In [10]:
import pandas as pd
import psycopg2
#to see progress bars
from tqdm.notebook import tqdm

# First task: Download the Files from the Birmingham City Council Website 

In order to download *all* de Excel files from the Birmingham City Council datasets website, I created a 3-column Excel file containing containing the following columns: 
- *Año*: the year of the report
- *Mes*: the month of the report
- *Link*: The URL from which I can download the Excel File. 

This is to automate loading the Excel Files, without downloading them into my computer. I named this file **file_sources.xls**:

In [92]:
sources_df = pd.read_excel('file_sources.xls',sep=';')

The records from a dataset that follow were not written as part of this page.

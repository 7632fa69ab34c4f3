//! # Reminders Feature
//!
//! Persisted reminders delivered by single-shot timers, restored on startup.
//!
//! - **Version**: 1.0.0
//! - **Since**: 1.0.0
//! - **Toggleable**: false

pub mod record;
mod recovery;
pub mod scheduler;

pub use record::{format_notification, ReminderRecord, ReminderStatus, ReminderStore};
pub use scheduler::{delay_until, DeliveryScheduler, ScheduleHandle};
//! # Understanding Feature
//!
//! Prompting the language model and validating what it sends back.
//!
//! - **Version**: 1.0.0
//! - **Since**: 1.0.0
//! - **Toggleable**: false

pub mod client;
pub mod parser;
pub mod prompt;

pub use client::{LanguageModel, OpenAiModel};
pub use parser::{parse, ParseError, ParsedResponse, ReminderIntent, DEFAULT_CHAT_REPLY};
pub use prompt::PromptBuilder;
//! In-memory collaborators for unit tests

use anyhow::Result;
use async_trait::async_trait;
use chrono::{DateTime, Utc};
use std::sync::atomic::{AtomicBool, AtomicI64, AtomicU64, AtomicUsize, Ordering};
use std::sync::Mutex;
use std::time::Duration;

use crate::assistant::ConversationLog;
use crate::core::UserId;
use crate::features::reminders::{ReminderRecord, ReminderStatus, ReminderStore};
use crate::features::understanding::LanguageModel;
use crate::gateway::MessageGateway;

#[derive(Default)]
pub struct MemoryStore {
    records: Mutex<Vec<ReminderRecord>>,
    chats: Mutex<Vec<(UserId, String, String)>>,
    next_id: AtomicI64,
    failing_reads: AtomicBool,
    failing_writes: AtomicBool,
}

impl MemoryStore {
    pub fn insert(
        &self,
        user_id: UserId,
        text: &str,
        deliver_at: DateTime<Utc>,
        status: ReminderStatus,
    ) -> ReminderRecord {
        let record = ReminderRecord {
            id: self.next_id.fetch_add(1, Ordering::SeqCst) + 1,
            user_id,
            text: text.to_string(),
            deliver_at,
            status,
            created_at: Utc::now(),
        };
        self.records.lock().unwrap().push(record.clone());
        record
    }

    pub fn get(&self, id: i64) -> Option<ReminderRecord> {
        self.records
            .lock()
            .unwrap()
            .iter()
            .find(|r| r.id == id)
            .cloned()
    }

    pub fn all(&self) -> Vec<ReminderRecord> {
        self.records.lock().unwrap().clone()
    }

    pub fn chats(&self) -> Vec<(UserId, String, String)> {
        self.chats.lock().unwrap().clone()
    }

    pub fn set_failing_reads(&self, failing: bool) {
        self.failing_reads.store(failing, Ordering::SeqCst);
    }

    pub fn set_failing_writes(&self, failing: bool) {
        self.failing_writes.store(failing, Ordering::SeqCst);
    }

    fn check_writes(&self) -> Result<()> {
        if self.failing_writes.load(Ordering::SeqCst) {
            return Err(anyhow::anyhow!("store unavailable"));
        }
        Ok(())
    }
}

#[async_trait]
impl ReminderStore for MemoryStore {
    async fn create_reminder(
        &self,
        user_id: UserId,
        text: &str,
        deliver_at: DateTime<Utc>,
    ) -> Result<ReminderRecord> {
        self.check_writes()?;
        Ok(self.insert(user_id, text, deliver_at, ReminderStatus::Pending))
    }

    async fn mark_sent(&self, id: i64) -> Result<()> {
        self.check_writes()?;
        let mut records = self.records.lock().unwrap();
        let record = records
            .iter_mut()
            .find(|r| r.id == id)
            .ok_or_else(|| anyhow::anyhow!("Reminder #{id} not found"))?;
        record.status = ReminderStatus::Sent;
        Ok(())
    }

    async fn list_pending(&self) -> Result<Vec<ReminderRecord>> {
        if self.failing_reads.load(Ordering::SeqCst) {
            return Err(anyhow::anyhow!("store unavailable"));
        }
        Ok(self
            .records
            .lock()
            .unwrap()
            .iter()
            .filter(|r| r.is_pending())
            .cloned()
            .collect())
    }
}

#[async_trait]
impl ConversationLog for MemoryStore {
    async fn save_chat(&self, user_id: UserId, user_message: &str, bot_message: &str) -> Result<()> {
        self.check_writes()?;
        self.chats.lock().unwrap().push((
            user_id,
            user_message.to_string(),
            bot_message.to_string(),
        ));
        Ok(())
    }
}

/// Records every successful send; can be switched to fail or slowed down
#[derive(Default)]
pub struct RecordingGateway {
    sent: Mutex<Vec<(UserId, String)>>,
    attempts: AtomicUsize,
    failing: AtomicBool,
    send_delay_ms: AtomicU64,
}

impl RecordingGateway {
    pub fn sent_to(&self, user_id: UserId) -> Vec<String> {
        self.sent
            .lock()
            .unwrap()
            .iter()
            .filter(|(id, _)| *id == user_id)
            .map(|(_, text)| text.clone())
            .collect()
    }

    pub fn attempts(&self) -> usize {
        self.attempts.load(Ordering::SeqCst)
    }

    pub fn set_failing(&self, failing: bool) {
        self.failing.store(failing, Ordering::SeqCst);
    }

    /// Every send takes this long before it is recorded
    pub fn set_send_delay(&self, delay: Duration) {
        self.send_delay_ms
            .store(delay.as_millis() as u64, Ordering::SeqCst);
    }
}

#[async_trait]
impl MessageGateway for RecordingGateway {
    async fn send(&self, user_id: UserId, text: &str) -> Result<()> {
        self.attempts.fetch_add(1, Ordering::SeqCst);
        let delay_ms = self.send_delay_ms.load(Ordering::SeqCst);
        if delay_ms > 0 {
            tokio::time::sleep(Duration::from_millis(delay_ms)).await;
        }
        if self.failing.load(Ordering::SeqCst) {
            return Err(anyhow::anyhow!("gateway unavailable"));
        }
        self.sent.lock().unwrap().push((user_id, text.to_string()));
        Ok(())
    }
}

/// Returns a fixed response (or error) and remembers the prompts it saw
pub struct ScriptedModel {
    response: Result<String, String>,
    prompts: Mutex<Vec<String>>,
}

impl ScriptedModel {
    pub fn replying(response: &str) -> Self {
        Self {
            response: Ok(response.to_string()),
            prompts: Mutex::new(Vec::new()),
        }
    }

    pub fn failing(error: &str) -> Self {
        Self {
            response: Err(error.to_string()),
            prompts: Mutex::new(Vec::new()),
        }
    }

    pub fn prompts(&self) -> Vec<String> {
        self.prompts.lock().unwrap().clone()
    }
}

#[async_trait]
impl LanguageModel for ScriptedModel {
    async fn complete(&self, prompt: &str) -> Result<String> {
        self.prompts.lock().unwrap().push(prompt.to_string());
        self.response.clone().map_err(|e| anyhow::anyhow!(e))
    }
}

Now I will read the URLs, and store the content of them in a series of Pandas DataFrames from the Excel Files. I will hold them in a list of Pandas Data Frames called **files**. This procedure will take some time (I put a small progress bar). If any of the files has a problem (e.g. couldn't be downloaded or opened), this procedure will raise an exception. 

In [97]:
num_files = len(sources_df)
num_records = 0
files = []
for idx,source in tqdm(sources_df.iterrows(),
                       total=num_files,
                       desc='URLs downloaded'):
    mes = source['Mes']
    ano = source['Año']
    url_source = str(source['Link'])
    try:
        data_file = pd.read_excel(url_source)
        files.append(data_file)
        num_records += int(len(data_file))
    except Exception as e:
        print('Problem with report from', mes,'of the year',ano)
        print(e)
#at the end print the number of records found and the number of files obtained
print('Total number of records',num_records)
#update the number of files if any should fail
num_files = len(files)
print('Downloaded files',num_files)

URLs downloaded:   0%|          | 0/45 [00:00<?, ?it/s]

Problem with report from DEC of the year 2017
Unsupported format, or corrupt file: Expected BOF record; found b'REFERENC'
Total number of records 185909
Downloaded files 44


# Second task: Understanding the structure of the files 

According to the output we read succesfully 44 out of 45 files (only December 2017 was corrupt), and stored them as individual DataFrames. Moreover, we are dealing with a dataset of 185909 credit card payments distributed in montly reports starting in April 2014 all the way up to January 2018, with two exceptions: there is no record of transactions in April 2015, and the file for December 2017. 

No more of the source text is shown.